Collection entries
###

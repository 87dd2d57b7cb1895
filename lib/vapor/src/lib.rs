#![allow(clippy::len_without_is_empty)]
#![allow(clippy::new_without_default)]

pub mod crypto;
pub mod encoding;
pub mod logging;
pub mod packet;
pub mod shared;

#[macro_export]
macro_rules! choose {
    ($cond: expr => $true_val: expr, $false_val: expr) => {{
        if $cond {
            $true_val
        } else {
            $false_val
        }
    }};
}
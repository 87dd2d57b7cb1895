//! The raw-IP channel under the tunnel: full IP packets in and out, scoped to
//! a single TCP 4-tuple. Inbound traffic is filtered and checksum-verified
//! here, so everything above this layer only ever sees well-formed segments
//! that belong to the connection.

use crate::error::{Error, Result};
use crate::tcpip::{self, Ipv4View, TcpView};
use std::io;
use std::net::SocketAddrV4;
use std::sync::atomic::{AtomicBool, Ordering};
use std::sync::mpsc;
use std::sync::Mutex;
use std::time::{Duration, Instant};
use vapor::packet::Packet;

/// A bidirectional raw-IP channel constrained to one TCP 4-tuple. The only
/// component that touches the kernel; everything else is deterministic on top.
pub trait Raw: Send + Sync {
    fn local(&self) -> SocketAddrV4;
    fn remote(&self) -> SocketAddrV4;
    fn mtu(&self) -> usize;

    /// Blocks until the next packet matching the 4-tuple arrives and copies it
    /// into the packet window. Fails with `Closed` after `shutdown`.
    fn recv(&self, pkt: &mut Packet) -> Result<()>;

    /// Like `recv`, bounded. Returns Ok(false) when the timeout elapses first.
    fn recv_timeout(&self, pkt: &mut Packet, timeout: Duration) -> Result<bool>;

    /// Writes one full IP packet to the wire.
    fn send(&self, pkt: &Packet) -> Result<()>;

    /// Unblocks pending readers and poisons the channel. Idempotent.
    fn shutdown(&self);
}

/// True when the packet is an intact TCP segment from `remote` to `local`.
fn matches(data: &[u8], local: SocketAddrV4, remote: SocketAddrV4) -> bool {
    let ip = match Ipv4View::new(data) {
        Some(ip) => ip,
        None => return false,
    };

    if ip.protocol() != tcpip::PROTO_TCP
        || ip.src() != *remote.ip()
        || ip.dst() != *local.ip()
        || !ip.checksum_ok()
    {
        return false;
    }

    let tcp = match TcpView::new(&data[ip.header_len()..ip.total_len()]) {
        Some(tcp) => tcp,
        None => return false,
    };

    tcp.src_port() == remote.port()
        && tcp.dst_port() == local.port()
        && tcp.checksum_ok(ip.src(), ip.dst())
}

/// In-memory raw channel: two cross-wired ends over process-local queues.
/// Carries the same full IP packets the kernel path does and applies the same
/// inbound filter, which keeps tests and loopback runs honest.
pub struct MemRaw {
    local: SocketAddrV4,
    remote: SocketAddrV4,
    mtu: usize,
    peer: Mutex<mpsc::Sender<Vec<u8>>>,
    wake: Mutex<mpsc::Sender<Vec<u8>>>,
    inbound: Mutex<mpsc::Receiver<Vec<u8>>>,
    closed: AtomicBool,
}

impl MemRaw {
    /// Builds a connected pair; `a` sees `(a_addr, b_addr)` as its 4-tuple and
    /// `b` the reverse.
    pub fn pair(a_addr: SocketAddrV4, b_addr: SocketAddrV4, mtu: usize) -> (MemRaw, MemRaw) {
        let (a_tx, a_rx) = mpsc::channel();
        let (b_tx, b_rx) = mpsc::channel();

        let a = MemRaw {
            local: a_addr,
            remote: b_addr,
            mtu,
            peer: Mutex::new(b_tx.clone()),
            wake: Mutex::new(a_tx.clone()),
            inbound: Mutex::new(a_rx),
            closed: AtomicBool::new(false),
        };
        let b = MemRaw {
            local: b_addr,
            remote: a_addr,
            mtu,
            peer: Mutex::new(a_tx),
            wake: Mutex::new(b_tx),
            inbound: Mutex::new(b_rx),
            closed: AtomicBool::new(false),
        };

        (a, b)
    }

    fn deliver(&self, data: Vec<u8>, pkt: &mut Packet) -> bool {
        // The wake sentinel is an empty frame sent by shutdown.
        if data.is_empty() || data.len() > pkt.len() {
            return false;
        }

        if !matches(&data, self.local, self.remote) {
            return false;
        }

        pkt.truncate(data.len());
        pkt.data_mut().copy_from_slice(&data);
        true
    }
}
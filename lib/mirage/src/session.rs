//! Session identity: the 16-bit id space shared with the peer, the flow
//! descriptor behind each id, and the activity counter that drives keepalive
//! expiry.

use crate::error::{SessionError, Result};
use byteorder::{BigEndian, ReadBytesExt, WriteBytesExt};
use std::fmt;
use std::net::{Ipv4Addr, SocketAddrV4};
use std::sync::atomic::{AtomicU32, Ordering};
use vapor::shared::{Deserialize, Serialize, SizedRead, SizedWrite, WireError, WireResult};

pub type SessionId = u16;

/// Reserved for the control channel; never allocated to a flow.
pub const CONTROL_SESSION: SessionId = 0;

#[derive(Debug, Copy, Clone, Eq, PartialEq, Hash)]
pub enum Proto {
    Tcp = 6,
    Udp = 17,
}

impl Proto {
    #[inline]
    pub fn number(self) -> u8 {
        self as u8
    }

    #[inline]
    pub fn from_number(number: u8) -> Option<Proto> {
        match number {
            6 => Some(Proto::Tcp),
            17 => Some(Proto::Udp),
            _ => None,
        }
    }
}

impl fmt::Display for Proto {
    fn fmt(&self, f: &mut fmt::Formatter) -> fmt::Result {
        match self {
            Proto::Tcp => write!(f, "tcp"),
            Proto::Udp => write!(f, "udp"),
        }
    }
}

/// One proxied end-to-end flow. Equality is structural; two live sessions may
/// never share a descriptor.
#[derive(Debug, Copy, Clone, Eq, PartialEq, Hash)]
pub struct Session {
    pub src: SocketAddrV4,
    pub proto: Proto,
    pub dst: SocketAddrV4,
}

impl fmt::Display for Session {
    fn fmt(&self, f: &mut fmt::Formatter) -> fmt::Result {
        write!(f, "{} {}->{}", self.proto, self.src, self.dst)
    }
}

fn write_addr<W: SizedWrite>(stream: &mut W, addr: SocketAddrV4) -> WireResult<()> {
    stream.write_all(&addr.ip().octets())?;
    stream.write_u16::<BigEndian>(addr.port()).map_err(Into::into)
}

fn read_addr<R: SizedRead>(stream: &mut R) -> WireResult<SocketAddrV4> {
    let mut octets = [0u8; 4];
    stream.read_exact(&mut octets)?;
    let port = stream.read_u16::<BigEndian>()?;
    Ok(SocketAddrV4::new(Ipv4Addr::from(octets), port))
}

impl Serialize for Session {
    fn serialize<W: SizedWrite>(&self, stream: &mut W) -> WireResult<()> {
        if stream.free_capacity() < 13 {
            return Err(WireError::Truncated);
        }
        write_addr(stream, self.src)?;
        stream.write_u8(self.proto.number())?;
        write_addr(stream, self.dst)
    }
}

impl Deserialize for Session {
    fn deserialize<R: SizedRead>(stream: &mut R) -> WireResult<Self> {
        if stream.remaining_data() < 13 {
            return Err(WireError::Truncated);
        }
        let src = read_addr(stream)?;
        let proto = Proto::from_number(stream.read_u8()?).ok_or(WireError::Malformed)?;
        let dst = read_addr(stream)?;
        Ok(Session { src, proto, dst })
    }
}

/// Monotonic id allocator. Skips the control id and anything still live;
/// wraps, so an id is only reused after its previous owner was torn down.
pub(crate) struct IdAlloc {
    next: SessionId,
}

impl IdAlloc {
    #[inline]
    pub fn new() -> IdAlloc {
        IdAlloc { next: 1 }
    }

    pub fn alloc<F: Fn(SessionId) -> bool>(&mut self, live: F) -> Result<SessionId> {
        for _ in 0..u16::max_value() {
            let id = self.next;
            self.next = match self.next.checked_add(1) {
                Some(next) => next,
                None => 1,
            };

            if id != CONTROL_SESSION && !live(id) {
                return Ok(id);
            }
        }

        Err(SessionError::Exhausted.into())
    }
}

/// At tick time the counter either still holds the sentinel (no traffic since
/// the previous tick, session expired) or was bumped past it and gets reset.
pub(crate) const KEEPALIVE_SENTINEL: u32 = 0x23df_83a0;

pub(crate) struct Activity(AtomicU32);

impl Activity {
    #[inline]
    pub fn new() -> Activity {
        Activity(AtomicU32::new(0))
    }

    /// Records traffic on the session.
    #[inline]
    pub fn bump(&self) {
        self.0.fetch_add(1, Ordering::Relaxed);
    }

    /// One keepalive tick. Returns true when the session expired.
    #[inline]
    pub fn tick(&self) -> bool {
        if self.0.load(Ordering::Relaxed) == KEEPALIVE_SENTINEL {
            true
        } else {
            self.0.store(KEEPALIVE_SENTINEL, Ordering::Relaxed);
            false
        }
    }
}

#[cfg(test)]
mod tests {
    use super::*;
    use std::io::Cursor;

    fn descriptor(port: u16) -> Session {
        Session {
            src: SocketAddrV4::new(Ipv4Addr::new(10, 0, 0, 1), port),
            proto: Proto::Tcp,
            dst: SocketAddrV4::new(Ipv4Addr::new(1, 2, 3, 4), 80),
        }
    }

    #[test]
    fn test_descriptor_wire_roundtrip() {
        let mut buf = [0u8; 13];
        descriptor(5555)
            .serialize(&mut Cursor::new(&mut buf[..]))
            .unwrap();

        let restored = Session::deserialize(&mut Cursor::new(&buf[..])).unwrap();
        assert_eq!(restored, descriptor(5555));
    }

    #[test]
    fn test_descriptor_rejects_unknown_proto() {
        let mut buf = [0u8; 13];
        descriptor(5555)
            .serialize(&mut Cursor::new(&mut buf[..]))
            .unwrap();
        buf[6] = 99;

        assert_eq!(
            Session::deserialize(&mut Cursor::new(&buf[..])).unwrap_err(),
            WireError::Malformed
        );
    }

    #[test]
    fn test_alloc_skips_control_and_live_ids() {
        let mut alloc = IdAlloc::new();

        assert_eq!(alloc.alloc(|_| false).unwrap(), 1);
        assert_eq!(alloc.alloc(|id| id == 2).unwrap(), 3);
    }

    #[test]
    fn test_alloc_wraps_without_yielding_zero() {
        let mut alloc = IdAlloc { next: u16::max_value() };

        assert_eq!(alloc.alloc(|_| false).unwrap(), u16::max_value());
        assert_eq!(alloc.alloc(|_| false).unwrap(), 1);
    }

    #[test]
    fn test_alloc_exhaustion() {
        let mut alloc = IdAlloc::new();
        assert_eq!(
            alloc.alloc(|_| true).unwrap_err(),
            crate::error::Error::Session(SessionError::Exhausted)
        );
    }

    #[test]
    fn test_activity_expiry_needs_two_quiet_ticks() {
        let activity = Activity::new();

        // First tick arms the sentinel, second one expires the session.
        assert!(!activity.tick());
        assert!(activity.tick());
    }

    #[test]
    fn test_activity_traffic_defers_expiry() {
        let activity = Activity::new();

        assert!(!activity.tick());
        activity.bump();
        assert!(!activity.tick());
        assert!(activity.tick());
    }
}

###

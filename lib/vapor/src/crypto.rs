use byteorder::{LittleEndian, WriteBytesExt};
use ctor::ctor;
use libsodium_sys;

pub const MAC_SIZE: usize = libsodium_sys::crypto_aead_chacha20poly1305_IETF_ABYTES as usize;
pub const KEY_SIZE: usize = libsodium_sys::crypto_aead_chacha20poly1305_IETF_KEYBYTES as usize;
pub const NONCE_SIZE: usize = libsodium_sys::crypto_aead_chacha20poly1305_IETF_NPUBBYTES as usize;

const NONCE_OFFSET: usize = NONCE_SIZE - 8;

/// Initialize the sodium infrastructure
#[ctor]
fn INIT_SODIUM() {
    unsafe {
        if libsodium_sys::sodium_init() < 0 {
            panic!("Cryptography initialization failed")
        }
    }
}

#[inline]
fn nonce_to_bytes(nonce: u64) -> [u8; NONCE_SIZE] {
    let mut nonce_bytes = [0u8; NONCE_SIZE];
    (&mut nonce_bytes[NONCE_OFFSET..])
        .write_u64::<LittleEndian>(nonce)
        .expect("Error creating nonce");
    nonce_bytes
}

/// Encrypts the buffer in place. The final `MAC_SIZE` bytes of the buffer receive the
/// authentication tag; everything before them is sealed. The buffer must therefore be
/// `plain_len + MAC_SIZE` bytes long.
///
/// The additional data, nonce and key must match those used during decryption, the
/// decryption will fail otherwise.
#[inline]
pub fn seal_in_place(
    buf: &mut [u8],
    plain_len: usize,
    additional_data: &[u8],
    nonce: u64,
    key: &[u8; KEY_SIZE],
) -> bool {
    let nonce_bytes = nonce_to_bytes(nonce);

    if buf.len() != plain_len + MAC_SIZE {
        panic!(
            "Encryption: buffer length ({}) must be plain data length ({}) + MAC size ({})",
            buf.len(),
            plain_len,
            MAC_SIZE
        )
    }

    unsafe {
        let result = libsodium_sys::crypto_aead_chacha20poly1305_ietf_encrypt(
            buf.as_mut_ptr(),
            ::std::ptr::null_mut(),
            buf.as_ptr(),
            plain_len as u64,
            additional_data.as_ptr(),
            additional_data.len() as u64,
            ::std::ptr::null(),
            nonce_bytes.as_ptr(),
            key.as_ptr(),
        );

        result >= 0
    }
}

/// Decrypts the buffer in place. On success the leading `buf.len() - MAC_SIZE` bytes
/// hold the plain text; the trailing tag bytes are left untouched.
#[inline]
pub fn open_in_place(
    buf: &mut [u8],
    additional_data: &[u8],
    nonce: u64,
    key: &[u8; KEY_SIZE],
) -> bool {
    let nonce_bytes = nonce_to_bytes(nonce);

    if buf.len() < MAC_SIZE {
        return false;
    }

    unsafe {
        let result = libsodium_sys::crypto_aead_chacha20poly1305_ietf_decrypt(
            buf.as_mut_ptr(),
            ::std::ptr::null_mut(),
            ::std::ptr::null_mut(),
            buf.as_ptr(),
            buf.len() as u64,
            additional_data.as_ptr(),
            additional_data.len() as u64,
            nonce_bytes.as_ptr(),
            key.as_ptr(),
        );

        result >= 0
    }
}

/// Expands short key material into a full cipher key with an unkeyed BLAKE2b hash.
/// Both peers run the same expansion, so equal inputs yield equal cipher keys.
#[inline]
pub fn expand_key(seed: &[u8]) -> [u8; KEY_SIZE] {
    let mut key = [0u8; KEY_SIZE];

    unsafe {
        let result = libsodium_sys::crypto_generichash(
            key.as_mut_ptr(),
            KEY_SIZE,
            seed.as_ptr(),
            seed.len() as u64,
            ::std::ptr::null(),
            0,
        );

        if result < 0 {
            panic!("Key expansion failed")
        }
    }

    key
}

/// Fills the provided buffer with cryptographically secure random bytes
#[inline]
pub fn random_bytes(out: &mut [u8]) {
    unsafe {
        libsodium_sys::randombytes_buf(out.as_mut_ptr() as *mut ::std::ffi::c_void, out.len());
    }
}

###

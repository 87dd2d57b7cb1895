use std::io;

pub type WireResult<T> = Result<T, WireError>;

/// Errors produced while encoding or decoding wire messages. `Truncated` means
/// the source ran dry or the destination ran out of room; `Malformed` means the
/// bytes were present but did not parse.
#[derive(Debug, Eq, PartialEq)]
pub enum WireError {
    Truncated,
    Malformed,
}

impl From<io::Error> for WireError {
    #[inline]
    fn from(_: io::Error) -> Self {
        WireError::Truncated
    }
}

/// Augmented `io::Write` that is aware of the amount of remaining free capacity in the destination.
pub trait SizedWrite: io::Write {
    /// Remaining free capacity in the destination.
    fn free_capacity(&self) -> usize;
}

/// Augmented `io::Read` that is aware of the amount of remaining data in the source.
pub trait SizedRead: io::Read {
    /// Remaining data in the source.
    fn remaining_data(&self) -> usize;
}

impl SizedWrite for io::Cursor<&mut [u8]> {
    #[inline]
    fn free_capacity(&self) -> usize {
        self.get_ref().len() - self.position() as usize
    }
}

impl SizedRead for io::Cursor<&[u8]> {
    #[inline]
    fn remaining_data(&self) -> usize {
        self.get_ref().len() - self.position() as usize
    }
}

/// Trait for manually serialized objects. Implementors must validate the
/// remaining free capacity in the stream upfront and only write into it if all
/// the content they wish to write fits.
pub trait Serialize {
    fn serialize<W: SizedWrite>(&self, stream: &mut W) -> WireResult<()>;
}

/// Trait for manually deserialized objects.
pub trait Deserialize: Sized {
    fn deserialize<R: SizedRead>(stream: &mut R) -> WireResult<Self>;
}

###

Look through the data above. Copy every line with the string "Ordering" in it.

### Written solution:
use std::sync::atomic::{AtomicBool, Ordering};
use std::sync::atomic::{AtomicU32, Ordering};
        self.0.fetch_add(1, Ordering::Relaxed);
        if self.0.load(Ordering::Relaxed) == KEEPALIVE_SENTINEL {
            self.0.store(KEEPALIVE_SENTINEL, Ordering::Relaxed);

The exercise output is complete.